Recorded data
^^^^
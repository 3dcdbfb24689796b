//! The register table owned by each role.

use crate::catalog::{CHANGE_MAP, REG_MAP, STANDARD_REGISTERS};
use crate::error::{RegisterError, RegisterResult};
use crate::types::{Register, RegisterDef};
use crate::value::{DataType, RegisterValue};
use std::collections::{HashMap, HashSet};

/// A named, typed set of registers with a change map.
///
/// Registers are kept in ascending bit order. Changes are recorded by
/// setting the register's bit in the `REG_MAP` bitmap register, and
/// [`take_changes`](Self::take_changes) reads and clears it in one step.
#[derive(Debug, Clone)]
pub struct RegisterTable {
    registers: Vec<Register>,
    index: HashMap<&'static str, usize>,
    change_map: usize,
}

impl RegisterTable {
    /// Create a table holding the standard register set.
    pub fn standard() -> Self {
        Self::build(STANDARD_REGISTERS)
    }

    /// Create a table from custom definitions.
    ///
    /// Names and bits must be unique, bits must fit in 64, and the set must
    /// include the `REG_MAP` bitmap register.
    pub fn with_definitions(defs: &[RegisterDef]) -> RegisterResult<Self> {
        let mut names: HashSet<&'static str> = HashSet::new();
        let mut bits: HashMap<u8, &'static str> = HashMap::new();
        for def in defs {
            if def.bit > 63 {
                return Err(RegisterError::BitOutOfRange {
                    name: def.name,
                    bit: def.bit,
                });
            }
            if !names.insert(def.name) {
                return Err(RegisterError::DuplicateName(def.name));
            }
            if let Some(first) = bits.insert(def.bit, def.name) {
                return Err(RegisterError::DuplicateBit {
                    bit: def.bit,
                    first,
                    second: def.name,
                });
            }
        }
        let has_change_map = defs
            .iter()
            .any(|def| def.name == CHANGE_MAP && def.data_type() == DataType::Bitmap);
        if !has_change_map {
            return Err(RegisterError::MissingChangeMap(CHANGE_MAP));
        }
        Ok(Self::build(defs))
    }

    fn build(defs: &[RegisterDef]) -> Self {
        let mut registers: Vec<Register> = defs.iter().copied().map(Register::new).collect();
        if !registers.iter().any(|reg| reg.name() == CHANGE_MAP) {
            registers.push(Register::new(REG_MAP));
        }
        registers.sort_by_key(Register::bit);
        let index: HashMap<_, _> = registers
            .iter()
            .enumerate()
            .map(|(i, reg)| (reg.name(), i))
            .collect();
        let change_map = index.get(CHANGE_MAP).copied().unwrap_or_default();
        Self {
            registers,
            index,
            change_map,
        }
    }

    fn position(&self, name: &str) -> RegisterResult<usize> {
        self.index
            .get(name)
            .copied()
            .ok_or_else(|| RegisterError::UnknownRegister(name.to_string()))
    }

    /// Look up a register by name.
    pub fn lookup(&self, name: impl AsRef<str>) -> RegisterResult<&Register> {
        let pos = self.position(name.as_ref())?;
        Ok(&self.registers[pos])
    }

    /// Whether a register with this name exists.
    pub fn contains(&self, name: impl AsRef<str>) -> bool {
        self.index.contains_key(name.as_ref())
    }

    /// Iterate registers in ascending bit order.
    pub fn iter(&self) -> impl Iterator<Item = &Register> {
        self.registers.iter()
    }

    /// Current value of a register.
    pub fn get(&self, name: impl AsRef<str>) -> RegisterResult<&RegisterValue> {
        self.lookup(name).map(Register::value)
    }

    /// Integer value of a register.
    pub fn get_int(&self, name: impl AsRef<str>) -> RegisterResult<i64> {
        let reg = self.lookup(name)?;
        reg.value()
            .as_i64()
            .ok_or_else(|| mismatch(reg, DataType::Integer))
    }

    /// Bitmap value of a register.
    pub fn get_bitmap(&self, name: impl AsRef<str>) -> RegisterResult<u64> {
        let reg = self.lookup(name)?;
        reg.value()
            .as_bitmap()
            .ok_or_else(|| mismatch(reg, DataType::Bitmap))
    }

    /// Text value of a register.
    pub fn get_text(&self, name: impl AsRef<str>) -> RegisterResult<&str> {
        let reg = self.lookup(name)?;
        reg.value()
            .as_str()
            .ok_or_else(|| mismatch(reg, DataType::Text))
    }

    /// Store a typed value. The value's type must match the register's.
    pub fn set(
        &mut self,
        name: impl AsRef<str>,
        value: impl Into<RegisterValue>,
    ) -> RegisterResult<()> {
        let pos = self.position(name.as_ref())?;
        let value = value.into();
        let reg = &mut self.registers[pos];
        let expected = reg.def().data_type();
        if value.data_type() != expected {
            return Err(RegisterError::TypeMismatch {
                name: reg.name().to_string(),
                expected,
                actual: value.data_type(),
            });
        }
        *reg.value_mut() = value;
        Ok(())
    }

    /// Wire representation of a register's value.
    pub fn value_string(&self, name: impl AsRef<str>) -> RegisterResult<String> {
        self.get(name).map(ToString::to_string)
    }

    /// Parse a wire value according to the register's type and store it.
    pub fn set_value_string(&mut self, name: impl AsRef<str>, text: &str) -> RegisterResult<()> {
        let pos = self.position(name.as_ref())?;
        let reg = &mut self.registers[pos];
        let data_type = reg.def().data_type();
        let value =
            RegisterValue::parse(data_type, text).ok_or_else(|| RegisterError::InvalidValue {
                name: reg.name().to_string(),
                data_type,
                value: text.to_string(),
            })?;
        *reg.value_mut() = value;
        Ok(())
    }

    /// Mark a register as changed by setting its bit in the change map.
    pub fn dispatch_change(&mut self, name: impl AsRef<str>) -> RegisterResult<()> {
        let mask = self.lookup(name)?.def().mask();
        let map = self.change_map_mut();
        if let RegisterValue::Bitmap(bits) = map {
            *bits |= mask;
        }
        Ok(())
    }

    /// Store a value and mark the register as changed.
    pub fn update(
        &mut self,
        name: impl AsRef<str>,
        value: impl Into<RegisterValue>,
    ) -> RegisterResult<()> {
        let name = name.as_ref();
        self.set(name, value)?;
        self.dispatch_change(name)
    }

    /// Pending change bits without clearing them.
    pub fn change_map(&self) -> u64 {
        self.registers[self.change_map]
            .value()
            .as_bitmap()
            .unwrap_or(0)
    }

    /// Read and clear the change map.
    ///
    /// Returns `None` when nothing changed since the last call.
    pub fn take_changes(&mut self) -> Option<u64> {
        let bits = match self.change_map_mut() {
            RegisterValue::Bitmap(bits) => std::mem::take(bits),
            _ => 0,
        };
        (bits != 0).then_some(bits)
    }

    fn change_map_mut(&mut self) -> &mut RegisterValue {
        self.registers[self.change_map].value_mut()
    }

    /// Registers whose bits are set in `bitmap`, ascending by bit.
    ///
    /// Bits without a register are ignored.
    pub fn registers_in(&self, bitmap: u64) -> impl Iterator<Item = &Register> {
        self.registers
            .iter()
            .filter(move |reg| bitmap & reg.def().mask() != 0)
    }

    /// Reset every register to its default value.
    pub fn reset(&mut self) {
        for reg in &mut self.registers {
            *reg.value_mut() = reg.def().default_value();
        }
    }
}

impl Default for RegisterTable {
    fn default() -> Self {
        Self::standard()
    }
}

fn mismatch(reg: &Register, expected: DataType) -> RegisterError {
    RegisterError::TypeMismatch {
        name: reg.name().to_string(),
        expected,
        actual: reg.value().data_type(),
    }
}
^^^^
Task objective | Your answer must be the full set of entries, copied exactly.

Solution to this problem |
repository 3dcdbfb24689796b
//! The register table owned by each role.

use crate::catalog::{CHANGE_MAP, REG_MAP, STANDARD_REGISTERS};
use crate::error::{RegisterError, RegisterResult};
use crate::types::{Register, RegisterDef};
use crate::value::{DataType, RegisterValue};
use std::collections::{HashMap, HashSet};

/// A named, typed set of registers with a change map.
///
/// Registers are kept in ascending bit order. Changes are recorded by
/// setting the register's bit in the `REG_MAP` bitmap register, and
/// [`take_changes`](Self::take_changes) reads and clears it in one step.
#[derive(Debug, Clone)]
pub struct RegisterTable {
    registers: Vec<Register>,
    index: HashMap<&'static str, usize>,
    change_map: usize,
}

impl RegisterTable {
    /// Create a table holding the standard register set.
    pub fn standard() -> Self {
        Self::build(STANDARD_REGISTERS)
    }

    /// Create a table from custom definitions.
    ///
    /// Names and bits must be unique, bits must fit in 64, and the set must
    /// include the `REG_MAP` bitmap register.
    pub fn with_definitions(defs: &[RegisterDef]) -> RegisterResult<Self> {
        let mut names: HashSet<&'static str> = HashSet::new();
        let mut bits: HashMap<u8, &'static str> = HashMap::new();
        for def in defs {
            if def.bit > 63 {
                return Err(RegisterError::BitOutOfRange {
                    name: def.name,
                    bit: def.bit,
                });
            }
            if !names.insert(def.name) {
                return Err(RegisterError::DuplicateName(def.name));
            }
            if let Some(first) = bits.insert(def.bit, def.name) {
                return Err(RegisterError::DuplicateBit {
                    bit: def.bit,
                    first,
                    second: def.name,
                });
            }
        }
        let has_change_map = defs
            .iter()
            .any(|def| def.name == CHANGE_MAP && def.data_type() == DataType::Bitmap);
        if !has_change_map {
            return Err(RegisterError::MissingChangeMap(CHANGE_MAP));
        }
        Ok(Self::build(defs))
    }

    fn build(defs: &[RegisterDef]) -> Self {
        let mut registers: Vec<Register> = defs.iter().copied().map(Register::new).collect();
        if !registers.iter().any(|reg| reg.name() == CHANGE_MAP) {
            registers.push(Register::new(REG_MAP));
        }
        registers.sort_by_key(Register::bit);
        let index: HashMap<_, _> = registers
            .iter()
            .enumerate()
            .map(|(i, reg)| (reg.name(), i))
            .collect();
        let change_map = index.get(CHANGE_MAP).copied().unwrap_or_default();
        Self {
            registers,
            index,
            change_map,
        }
    }

    fn position(&self, name: &str) -> RegisterResult<usize> {
        self.index
            .get(name)
            .copied()
            .ok_or_else(|| RegisterError::UnknownRegister(name.to_string()))
    }

    /// Look up a register by name.
    pub fn lookup(&self, name: impl AsRef<str>) -> RegisterResult<&Register> {
        let pos = self.position(name.as_ref())?;
        Ok(&self.registers[pos])
    }

    /// Whether a register with this name exists.
    pub fn contains(&self, name: impl AsRef<str>) -> bool {
        self.index.contains_key(name.as_ref())
    }

    /// Iterate registers in ascending bit order.
    pub fn iter(&self) -> impl Iterator<Item = &Register> {
        self.registers.iter()
    }

    /// Current value of a register.
    pub fn get(&self, name: impl AsRef<str>) -> RegisterResult<&RegisterValue> {
        self.lookup(name).map(Register::value)
    }

    /// Integer value of a register.
    pub fn get_int(&self, name: impl AsRef<str>) -> RegisterResult<i64> {
        let reg = self.lookup(name)?;
        reg.value()
            .as_i64()
            .ok_or_else(|| mismatch(reg, DataType::Integer))
    }

    /// Bitmap value of a register.
    pub fn get_bitmap(&self, name: impl AsRef<str>) -> RegisterResult<u64> {
        let reg = self.lookup(name)?;
        reg.value()
            .as_bitmap()
            .ok_or_else(|| mismatch(reg, DataType::Bitmap))
    }

    /// Text value of a register.
    pub fn get_text(&self, name: impl AsRef<str>) -> RegisterResult<&str> {
        let reg = self.lookup(name)?;
        reg.value()
            .as_str()
            .ok_or_else(|| mismatch(reg, DataType::Text))
    }

    /// Store a typed value. The value's type must match the register's.
    pub fn set(
        &mut self,
        name: impl AsRef<str>,
        value: impl Into<RegisterValue>,
    ) -> RegisterResult<()> {
        let pos = self.position(name.as_ref())?;
        let value = value.into();
        let reg = &mut self.registers[pos];
        let expected = reg.def().data_type();
        if value.data_type() != expected {
            return Err(RegisterError::TypeMismatch {
                name: reg.name().to_string(),
                expected,
                actual: value.data_type(),
            });
        }
        *reg.value_mut() = value;
        Ok(())
    }

    /// Wire representation of a register's value.
    pub fn value_string(&self, name: impl AsRef<str>) -> RegisterResult<String> {
        self.get(name).map(ToString::to_string)
    }

    /// Parse a wire value according to the register's type and store it.
    pub fn set_value_string(&mut self, name: impl AsRef<str>, text: &str) -> RegisterResult<()> {
        let pos = self.position(name.as_ref())?;
        let reg = &mut self.registers[pos];
        let data_type = reg.def().data_type();
        let value =
            RegisterValue::parse(data_type, text).ok_or_else(|| RegisterError::InvalidValue {
                name: reg.name().to_string(),
                data_type,
                value: text.to_string(),
            })?;
        *reg.value_mut() = value;
        Ok(())
    }

    /// Mark a register as changed by setting its bit in the change map.
    pub fn dispatch_change(&mut self, name: impl AsRef<str>) -> RegisterResult<()> {
        let mask = self.lookup(name)?.def().mask();
        let map = self.change_map_mut();
        if let RegisterValue::Bitmap(bits) = map {
            *bits |= mask;
        }
        Ok(())
    }

    /// Store a value and mark the register as changed.
    pub fn update(
        &mut self,
        name: impl AsRef<str>,
        value: impl Into<RegisterValue>,
    ) -> RegisterResult<()> {
        let name = name.as_ref();
        self.set(name, value)?;
        self.dispatch_change(name)
    }

    /// Pending change bits without clearing them.
    pub fn change_map(&self) -> u64 {
        self.registers[self.change_map]
            .value()
            .as_bitmap()
            .unwrap_or(0)
    }

    /// Read and clear the change map.
    ///
    /// Returns `None` when nothing changed since the last call.
    pub fn take_changes(&mut self) -> Option<u64> {
        let bits = match self.change_map_mut() {
            RegisterValue::Bitmap(bits) => std::mem::take(bits),
            _ => 0,
        };
        (bits != 0).then_some(bits)
    }

    fn change_map_mut(&mut self) -> &mut RegisterValue {
        self.registers[self.change_map].value_mut()
    }

    /// Registers whose bits are set in `bitmap`, ascending by bit.
    ///
    /// Bits without a register are ignored.
    pub fn registers_in(&self, bitmap: u64) -> impl Iterator<Item = &Register> {
        self.registers
            .iter()
            .filter(move |reg| bitmap & reg.def().mask() != 0)
    }

    /// Reset every register to its default value.
    pub fn reset(&mut self) {
        for reg in &mut self.registers {
            *reg.value_mut() = reg.def().default_value();
        }
    }
}

impl Default for RegisterTable {
    fn default() -> Self {
        Self::standard()
    }
}

fn mismatch(reg: &Register, expected: DataType) -> RegisterError {
    RegisterError::TypeMismatch {
        name: reg.name().to_string(),
        expected,
        actual: reg.value().data_type(),
    }
}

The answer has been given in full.